The volume of cars already committed includes: 1. Cars located on
the departure yard prior to departure of the outbound train; 2.
Cars located on the appropriate classification track, prior to
cut-off; 3. Cars specifically selected by the yard operator; 4.
Cars placed in outbound status prior to the block-swap cut-off
standard (those cars bypass the humping process). Note: If there
are filler blocks, then one cannot assume that these cars are
committed to outbound trains, since space on filler blocks depends
on future arrivals of core block cars which in turn depends on the
hump sequence.
At step 606 a hump sequence is generated. This is done
mathematically based on the cuts that are to be evaluated. The
following steps 608, 610 and 612 evaluate the sequence. This loop
is repeated for all the sequences to be evaluated and a final
selection is made later at step 616.
For the sequence selected at step 606, the expected switching time
for each car in the cuts is determined. The selected sequence is
the sequence of cuts which may be cuts that are presently in the
switchyard and await switching, cuts on the rehump tracks or cuts
expected to arrive (enroute trains).
The computation of the expected switch time for a given car is an
approximation of the time at which the car is expected to be
available for switching. Several factors can be used in making this
determination, for example: a. The number of cars that are
presently in the hump switchyard 10 and that are yet to be
switched; b. The rate or arrival of cars in the switchyard; c. The
rate at which cars are switched; d. Resources available to prepare
the cars for switching.
Factor (a) and factor (b) allow determining, at any given time, how
many cars will be in the queue awaiting switching. Recall that this
information is readily available to the OM controller 46 from the
SRS component 30. Factor (c) can be a rate computed on the basis of
the operations in the hump switchyard 10 that occurred in the past
couple of hours. For example, a car switching rate can be computed
on the basis of the number of cars switched in a given time frame,
say the last two hours. A car switching rate can also be computed
theoretically by taking into account resources available (factor d)

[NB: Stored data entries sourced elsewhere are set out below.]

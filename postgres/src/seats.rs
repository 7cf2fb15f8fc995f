//! Seat accounting transactions.
//!
//! Each operation is one transaction that starts by locking the event row
//! (`SELECT … FOR UPDATE`). Under READ COMMITTED this serializes every seat
//! mutation of one event while leaving other events untouched:
//!
//! ```text
//! Session A: SELECT … FOR UPDATE   (acquires lock, available = 1)
//! Session B: SELECT … FOR UPDATE   (blocks)
//! Session A: INSERT registration, available = 0, COMMIT
//! Session B: SELECT completes, reads available = 0 → SoldOut
//! ```

use crate::rows::{AvailabilityRow, RegistrationRow, seats_param};
use crate::{PostgresStore, db_error, is_unique_violation};
use chrono::{DateTime, Utc};
use seatledger_core::error::StoreError;
use seatledger_core::store::{
    ClaimOutcome, ClaimRequest, ReleaseOutcome, ResizeOutcome, SeatStore, StoreFuture,
};
use seatledger_core::types::{Availability, EventId, Registration, RegistrationId, UserId};
use sqlx::{Postgres, Transaction};
use uuid::Uuid;

/// Lock an event row, returning its seat counts and start time.
async fn lock_event(
    tx: &mut Transaction<'_, Postgres>,
    event_id: EventId,
) -> Result<Option<(i32, i32, DateTime<Utc>)>, StoreError> {
    sqlx::query_as::<_, (i32, i32, DateTime<Utc>)>(
        "SELECT total_seats, available_seats, event_date FROM events WHERE id = $1 FOR UPDATE",
    )
    .bind(event_id.as_uuid())
    .fetch_optional(&mut **tx)
    .await
    .map_err(db_error("Failed to lock event"))
}

async fn active_registrations(
    tx: &mut Transaction<'_, Postgres>,
    event_id: EventId,
) -> Result<i64, StoreError> {
    sqlx::query_scalar::<_, i64>(
        "SELECT COUNT(*) FROM registrations WHERE event_id = $1 AND status = 'confirmed'",
    )
    .bind(event_id.as_uuid())
    .fetch_one(&mut **tx)
    .await
    .map_err(db_error("Failed to count registrations"))
}

async fn rollback(tx: Transaction<'_, Postgres>) {
    if let Err(e) = tx.rollback().await {
        tracing::warn!(error = %e, "Rollback failed; connection will be discarded");
    }
}

impl PostgresStore {
    async fn claim(&self, request: ClaimRequest) -> Result<ClaimOutcome, StoreError> {
        let mut tx = self
            .pool
            .begin()
            .await
            .map_err(db_error("Failed to start transaction"))?;

        // Step 1: lock the event row
        let Some((_, available, event_date)) = lock_event(&mut tx, request.event_id).await? else {
            rollback(tx).await;
            return Ok(ClaimOutcome::EventMissing);
        };
        if event_date <= request.now {
            rollback(tx).await;
            return Ok(ClaimOutcome::EventStarted);
        }

        // Step 2: duplicate check, ahead of the seat check so the caller
        // learns they are already in even when the event is full
        let duplicate = sqlx::query_scalar::<_, bool>(
            "SELECT EXISTS (SELECT 1 FROM registrations \
             WHERE event_id = $1 AND user_id = $2 AND status = 'confirmed')",
        )
        .bind(request.event_id.as_uuid())
        .bind(request.user_id.as_uuid())
        .fetch_one(&mut *tx)
        .await
        .map_err(db_error("Failed to check registration"))?;
        if duplicate {
            rollback(tx).await;
            return Ok(ClaimOutcome::AlreadyRegistered);
        }
        if available <= 0 {
            rollback(tx).await;
            return Ok(ClaimOutcome::SoldOut);
        }

        // Step 3: insert, guarded by the partial unique index
        let inserted = sqlx::query_as::<_, RegistrationRow>(
            "INSERT INTO registrations (id, event_id, user_id, registration_date, status) \
             VALUES ($1, $2, $3, $4, 'confirmed') \
             RETURNING id, event_id, user_id, registration_date, status",
        )
        .bind(request.registration_id.as_uuid())
        .bind(request.event_id.as_uuid())
        .bind(request.user_id.as_uuid())
        .bind(request.now)
        .fetch_one(&mut *tx)
        .await;
        let row = match inserted {
            Ok(row) => row,
            Err(e) if is_unique_violation(&e) => {
                rollback(tx).await;
                return Ok(ClaimOutcome::AlreadyRegistered);
            }
            Err(e) => return Err(db_error("Failed to insert registration")(e)),
        };

        // Step 4: conditional decrement
        let decremented = sqlx::query(
            "UPDATE events SET available_seats = available_seats - 1 \
             WHERE id = $1 AND available_seats > 0",
        )
        .bind(request.event_id.as_uuid())
        .execute(&mut *tx)
        .await
        .map_err(db_error("Failed to decrement seats"))?;
        if decremented.rows_affected() != 1 {
            rollback(tx).await;
            return Ok(ClaimOutcome::SoldOut);
        }

        // Step 5: attendance survives a later cancel
        sqlx::query(
            "INSERT INTO attendance (event_id, user_id, first_registered_at) \
             VALUES ($1, $2, $3) ON CONFLICT (event_id, user_id) DO NOTHING",
        )
        .bind(request.event_id.as_uuid())
        .bind(request.user_id.as_uuid())
        .bind(request.now)
        .execute(&mut *tx)
        .await
        .map_err(db_error("Failed to record attendance"))?;

        tx.commit()
            .await
            .map_err(db_error("Failed to commit claim"))?;
        Ok(ClaimOutcome::Claimed(Registration::try_from(row)?))
    }

    async fn release(
        &self,
        registration_id: RegistrationId,
        user_id: UserId,
    ) -> Result<ReleaseOutcome, StoreError> {
        let mut tx = self
            .pool
            .begin()
            .await
            .map_err(db_error("Failed to start transaction"))?;

        let owner = sqlx::query_as::<_, (Uuid, Uuid)>(
            "SELECT event_id, user_id FROM registrations WHERE id = $1",
        )
        .bind(registration_id.as_uuid())
        .fetch_optional(&mut *tx)
        .await
        .map_err(db_error("Failed to read registration"))?;
        let Some((event_id, owner_id)) = owner else {
            rollback(tx).await;
            return Ok(ReleaseOutcome::Missing);
        };
        if owner_id != *user_id.as_uuid() {
            rollback(tx).await;
            return Ok(ReleaseOutcome::NotOwner);
        }

        // Event row first, then the registration row
        let event_id = EventId::from_uuid(event_id);
        lock_event(&mut tx, event_id).await?;

        let deleted = sqlx::query_as::<_, RegistrationRow>(
            "DELETE FROM registrations WHERE id = $1 \
             RETURNING id, event_id, user_id, registration_date, status",
        )
        .bind(registration_id.as_uuid())
        .fetch_optional(&mut *tx)
        .await
        .map_err(db_error("Failed to delete registration"))?;
        let Some(row) = deleted else {
            // A concurrent cancel got here first
            rollback(tx).await;
            return Ok(ReleaseOutcome::Missing);
        };

        sqlx::query(
            "UPDATE events SET available_seats = LEAST(available_seats + 1, total_seats) \
             WHERE id = $1",
        )
        .bind(event_id.as_uuid())
        .execute(&mut *tx)
        .await
        .map_err(db_error("Failed to increment seats"))?;

        tx.commit()
            .await
            .map_err(db_error("Failed to commit release"))?;
        Ok(ReleaseOutcome::Released(Registration::try_from(row)?))
    }

    async fn resize_event(
        &self,
        event_id: EventId,
        new_total: u32,
    ) -> Result<ResizeOutcome, StoreError> {
        let new_total_param = seats_param(new_total)?;
        let mut tx = self
            .pool
            .begin()
            .await
            .map_err(db_error("Failed to start transaction"))?;

        if lock_event(&mut tx, event_id).await?.is_none() {
            rollback(tx).await;
            return Ok(ResizeOutcome::EventMissing);
        }
        let active = active_registrations(&mut tx, event_id).await?;
        if i64::from(new_total_param) < active {
            rollback(tx).await;
            return Ok(ResizeOutcome::BelowDemand {
                active: u32::try_from(active).unwrap_or(u32::MAX),
            });
        }

        let row = sqlx::query_as::<_, AvailabilityRow>(
            "UPDATE events SET total_seats = $2, available_seats = $2 - $3::INTEGER \
             WHERE id = $1 RETURNING id, total_seats, available_seats",
        )
        .bind(event_id.as_uuid())
        .bind(new_total_param)
        .bind(i32::try_from(active).unwrap_or(i32::MAX))
        .fetch_one(&mut *tx)
        .await
        .map_err(db_error("Failed to resize event"))?;

        tx.commit()
            .await
            .map_err(db_error("Failed to commit resize"))?;
        Ok(ResizeOutcome::Resized(Availability::try_from(row)?))
    }

    async fn reconcile_event(&self, event_id: EventId) -> Result<Option<Availability>, StoreError> {
        let mut tx = self
            .pool
            .begin()
            .await
            .map_err(db_error("Failed to start transaction"))?;

        if lock_event(&mut tx, event_id).await?.is_none() {
            rollback(tx).await;
            return Ok(None);
        }
        let row = sqlx::query_as::<_, AvailabilityRow>(
            "UPDATE events SET available_seats = GREATEST(total_seats - ( \
                 SELECT COUNT(*) FROM registrations \
                 WHERE event_id = $1 AND status = 'confirmed')::INTEGER, 0) \
             WHERE id = $1 RETURNING id, total_seats, available_seats",
        )
        .bind(event_id.as_uuid())
        .fetch_one(&mut *tx)
        .await
        .map_err(db_error("Failed to reconcile event"))?;

        tx.commit()
            .await
            .map_err(db_error("Failed to commit reconcile"))?;
        Ok(Some(Availability::try_from(row)?))
    }
}

impl SeatStore for PostgresStore {
    fn claim_seat(&self, request: ClaimRequest) -> StoreFuture<'_, ClaimOutcome> {
        Box::pin(self.claim(request))
    }

    fn release_seat(
        &self,
        registration_id: RegistrationId,
        user_id: UserId,
    ) -> StoreFuture<'_, ReleaseOutcome> {
        Box::pin(self.release(registration_id, user_id))
    }

    fn resize(&self, event_id: EventId, new_total: u32) -> StoreFuture<'_, ResizeOutcome> {
        Box::pin(self.resize_event(event_id, new_total))
    }

    fn availability(&self, event_id: EventId) -> StoreFuture<'_, Option<Availability>> {
        Box::pin(async move {
            sqlx::query_as::<_, AvailabilityRow>(
                "SELECT id, total_seats, available_seats FROM events WHERE id = $1",
            )
            .bind(event_id.as_uuid())
            .fetch_optional(&self.pool)
            .await
            .map_err(db_error("Failed to read availability"))?
            .map(Availability::try_from)
            .transpose()
        })
    }

    fn reconcile(&self, event_id: EventId) -> StoreFuture<'_, Option<Availability>> {
        Box::pin(self.reconcile_event(event_id))
    }
}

in the switchyard to perform the operations necessary to prepare
the cars for switching. One such operation is the mechanical
inspection of the cars. One such resource is the number of crews
that can perform the preparation for switching, namely the
mechanical inspection. By considering the average number of cars
that a crew can mechanically inspect it is possible to compute the
rate at which cars can be made available for switching. Another
possibility is to take into account the rate computed on the basis
of switching activities that have occurred in the past previous
hours and adjust it to take into account variation in the number of
crews, for instance increase the predicted rate if the number of
crews increases or decrease the rate if fewer crews will be
available.
The OM controller 46 can, on the basis of the above factors,
determine for a given car, the number of cars that precede it in
the humping queue. Then on the basis of the switching rate, an
expected switching time for the car can be computed.
Note that the expected switching time for a given car is dependent
on the particular switching sequence determined at step 604. As the
sequence changes, the expected switching times for the cars will
change since the cars are switched in a different order.

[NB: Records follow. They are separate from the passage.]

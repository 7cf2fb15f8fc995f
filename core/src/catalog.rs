//! Event catalog and attendee listings.
//!
//! Admins create, edit and delete events here. Seat counts are initialised on
//! creation and never written again by this service; capacity changes go
//! through [`SeatLedger::adjust_capacity`](crate::ledger::SeatLedger::adjust_capacity).

use crate::environment::Clock;
use crate::error::{LedgerError, Result};
use crate::store::{CatalogStore, RegistrationStore};
use crate::types::{
    Actor, Event, EventId, EventOrder, EventPatch, EventQuery, NewEvent, RegistrationFilter,
    RegistrationWithEvent, SearchFields,
};
use std::sync::Arc;

/// Admin-managed event catalog.
#[derive(Clone)]
pub struct CatalogService {
    events: Arc<dyn CatalogStore>,
    registrations: Arc<dyn RegistrationStore>,
    clock: Arc<dyn Clock>,
}

impl CatalogService {
    /// Create a catalog service.
    #[must_use]
    pub fn new(
        events: Arc<dyn CatalogStore>,
        registrations: Arc<dyn RegistrationStore>,
        clock: Arc<dyn Clock>,
    ) -> Self {
        Self {
            events,
            registrations,
            clock,
        }
    }

    /// Create an event with every seat available.
    ///
    /// # Errors
    ///
    /// - [`LedgerError::AdminOnly`]
    /// - [`LedgerError::Invalid`] for a blank title or zero seats
    /// - [`LedgerError::Unavailable`]
    #[tracing::instrument(skip(self, new_event), fields(user_id = %actor.user_id, title = %new_event.title))]
    pub async fn create_event(&self, actor: &Actor, new_event: NewEvent) -> Result<Event> {
        require_admin(actor)?;
        if new_event.title.trim().is_empty() {
            return Err(LedgerError::Invalid("title must not be empty".to_string()));
        }
        if new_event.total_seats == 0 {
            return Err(LedgerError::Invalid(
                "total seats must be greater than 0".to_string(),
            ));
        }

        let event = Event {
            id: EventId::new(),
            title: new_event.title.trim().to_string(),
            description: new_event.description,
            location: new_event.location,
            event_date: new_event.event_date,
            created_at: self.clock.now(),
            total_seats: new_event.total_seats,
            available_seats: new_event.total_seats,
            image_url: new_event.image_url,
            creator_id: actor.user_id,
        };
        let event = self.events.insert_event(event).await?;
        tracing::info!(event_id = %event.id, "Event created");
        Ok(event)
    }

    /// Edit the descriptive fields of an event.
    ///
    /// # Errors
    ///
    /// - [`LedgerError::AdminOnly`]
    /// - [`LedgerError::Invalid`] for a blank title
    /// - [`LedgerError::EventNotFound`]
    /// - [`LedgerError::Unavailable`]
    #[tracing::instrument(skip(self, patch), fields(user_id = %actor.user_id))]
    pub async fn update_event(
        &self,
        actor: &Actor,
        event_id: EventId,
        mut patch: EventPatch,
    ) -> Result<Event> {
        require_admin(actor)?;
        if let Some(title) = patch.title.as_mut() {
            let trimmed = title.trim();
            if trimmed.is_empty() {
                return Err(LedgerError::Invalid("title must not be empty".to_string()));
            }
            *title = trimmed.to_string();
        }
        if patch.is_empty() {
            return self.get_event(event_id).await;
        }

        self.events
            .update_event(event_id, patch)
            .await?
            .ok_or(LedgerError::EventNotFound(event_id))
    }

    /// Delete an event together with its registrations and feedback.
    ///
    /// # Errors
    ///
    /// - [`LedgerError::AdminOnly`]
    /// - [`LedgerError::EventNotFound`]
    /// - [`LedgerError::Unavailable`]
    #[tracing::instrument(skip(self), fields(user_id = %actor.user_id))]
    pub async fn delete_event(&self, actor: &Actor, event_id: EventId) -> Result<()> {
        require_admin(actor)?;
        if self.events.delete_event(event_id).await? {
            tracing::info!("Event deleted");
            Ok(())
        } else {
            Err(LedgerError::EventNotFound(event_id))
        }
    }

    /// Fetch one event.
    ///
    /// # Errors
    ///
    /// - [`LedgerError::EventNotFound`]
    /// - [`LedgerError::Unavailable`]
    pub async fn get_event(&self, event_id: EventId) -> Result<Event> {
        self.events
            .get_event(event_id)
            .await?
            .ok_or(LedgerError::EventNotFound(event_id))
    }

    /// Public listing: upcoming events, soonest first.
    ///
    /// # Errors
    ///
    /// Returns [`LedgerError::Unavailable`] if the store fails.
    pub async fn browse(&self, search: Option<String>) -> Result<Vec<Event>> {
        let query = EventQuery {
            starting_from: Some(self.clock.now()),
            search,
            search_fields: SearchFields::All,
            order: EventOrder::DateAscending,
            ..EventQuery::default()
        };
        Ok(self.events.list_events(query).await?)
    }

    /// Admin listing: every event, latest first, searched on title and location.
    ///
    /// # Errors
    ///
    /// - [`LedgerError::AdminOnly`]
    /// - [`LedgerError::Unavailable`]
    pub async fn manage(&self, actor: &Actor, search: Option<String>) -> Result<Vec<Event>> {
        require_admin(actor)?;
        let query = EventQuery {
            search,
            search_fields: SearchFields::TitleAndLocation,
            order: EventOrder::DateDescending,
            ..EventQuery::default()
        };
        Ok(self.events.list_events(query).await?)
    }

    /// The caller's registrations with their events, newest registration first.
    ///
    /// `search` matches event title or location, case-insensitively.
    ///
    /// # Errors
    ///
    /// Returns [`LedgerError::Unavailable`] if the store fails.
    pub async fn my_registrations(
        &self,
        actor: &Actor,
        filter: RegistrationFilter,
        search: Option<&str>,
    ) -> Result<Vec<RegistrationWithEvent>> {
        let now = self.clock.now();
        let term = search
            .map(str::trim)
            .filter(|s| !s.is_empty())
            .map(str::to_lowercase);

        let mut rows: Vec<_> = self
            .registrations
            .registrations_for_user(actor.user_id)
            .await?
            .into_iter()
            .filter(|row| match filter {
                RegistrationFilter::All => true,
                RegistrationFilter::Upcoming => !row.event.has_started(now),
                RegistrationFilter::Past => row.event.has_started(now),
            })
            .filter(|row| {
                term.as_ref().is_none_or(|term| {
                    row.event.title.to_lowercase().contains(term)
                        || row.event.location.to_lowercase().contains(term)
                })
            })
            .collect();
        rows.sort_by(|a, b| b.registration.registered_at.cmp(&a.registration.registered_at));
        Ok(rows)
    }
}

/// Reject non-admin callers.
pub(crate) const fn require_admin(actor: &Actor) -> Result<()> {
    if actor.is_admin() {
        Ok(())
    } else {
        Err(LedgerError::AdminOnly)
    }
}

In a specific example of implementation, the following rules are
used to compute an expected switch time for each car in the
sequence: 1. The earliest expected switch time of a given cut is
the inspection end time+30 minutes for a cut in an available
status, expected inspection time+30 minutes for a cut in inspection
or waiting status or if the train is enroute. Note that for cuts in
waiting status the inspection start/end times will be based on crew
availability and for trains enroute these will be based on crew
availability as well as ETA. 2. The actual expected switching start
time of the cut is the greatest of the earliest expected switching
start time of the cut as calculated at 1 above and the expected
switching end time of the previous cut in the sequence. The
expected switching end time of the previous cut is computed on the
basis of switching rate parameter (number of cars switched per
hour). An example of a switching rate parameter is 125 cars/hour
and an example of inspection rate parameter is 60 cars/hour per
crew based on two crews. 3. The expected switch time of each car is
based on the expected switching start time of the cut and the
position of the car in the cut and the switching rate.
After the expected switching time for each car of the sequence has
been computed, the process continues with step 610 where a scenario
departure train is determined for each car. A scenario departure
train is the earliest train with a cut-off time after the car's
expected switch time that can carry the car's outbound block, and
the train has space for this car.
The assignment of a scenario departure train is an iterative
process. The cars are examined in the order of their expected
switching time. A car is assigned to the earliest train in a set of
candidate departure trains, which has a cut-off time after the
car's expected switching time and that can carry the car's outbound
block and the train has space for this car, in other words, the
train and block capacities have not been exceeded.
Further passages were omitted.